◆ What you should do ◆
When you copy the material, keep each line exactly as it appears.

◆ Dataset entries ◆

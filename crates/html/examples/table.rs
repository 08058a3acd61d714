//! Generate a table from row data.

use html::HtmlNode;
use serde_json::{json, Value};

fn main() -> html::Result<()> {
    let employees = [
        ("001", "John Doe", "Engineering"),
        ("002", "Jane Smith", "Marketing"),
        ("003", "Bob Johnson", "Sales"),
    ];

    let header: Vec<Value> = ["ID", "Name", "Department"]
        .iter()
        .map(|text| json!({"tag_name": "th", "attributes": {"scope": "col"}, "children": [text]}))
        .collect();

    let rows: Vec<Value> = employees
        .iter()
        .map(|(id, name, dept)| {
            let cells: Vec<Value> = [id, name, dept]
                .iter()
                .map(|text| json!({"tag_name": "td", "children": [*text]}))
                .collect();
            json!({"tag_name": "tr", "children": cells})
        })
        .collect();

    let table = json!({
        "tag_name": "table",
        "attributes": {
            "class": "styled-table",
            "id": "employee-table",
            "style": {"border-collapse": "collapse", "width": "100%"},
        },
        "children": [
            {"tag_name": "caption", "children": ["Employee Information"]},
            {"tag_name": "thead", "children": [{"tag_name": "tr", "children": header}]},
            {"tag_name": "tbody", "children": rows},
        ],
    });

    println!("{}", HtmlNode::from_structure(&table)?.to_html());
    Ok(())
}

◆ Solved problem ◆
filename crates/html/examples/table.rs
repository 08058a3acd61d714
//! Generate a table from row data.

use html::HtmlNode;
use serde_json::{json, Value};

fn main() -> html::Result<()> {
    let employees = [
        ("001", "John Doe", "Engineering"),
        ("002", "Jane Smith", "Marketing"),
        ("003", "Bob Johnson", "Sales"),
    ];

    let header: Vec<Value> = ["ID", "Name", "Department"]
        .iter()
        .map(|text| json!({"tag_name": "th", "attributes": {"scope": "col"}, "children": [text]}))
        .collect();

    let rows: Vec<Value> = employees
        .iter()
        .map(|(id, name, dept)| {
            let cells: Vec<Value> = [id, name, dept]
                .iter()
                .map(|text| json!({"tag_name": "td", "children": [*text]}))
                .collect();
            json!({"tag_name": "tr", "children": cells})
        })
        .collect();

    let table = json!({
        "tag_name": "table",
        "attributes": {
            "class": "styled-table",
            "id": "employee-table",
            "style": {"border-collapse": "collapse", "width": "100%"},
        },
        "children": [
            {"tag_name": "caption", "children": ["Employee Information"]},
            {"tag_name": "thead", "children": [{"tag_name": "tr", "children": header}]},
            {"tag_name": "tbody", "children": rows},
        ],
    });

    println!("{}", HtmlNode::from_structure(&table)?.to_html());
    Ok(())
}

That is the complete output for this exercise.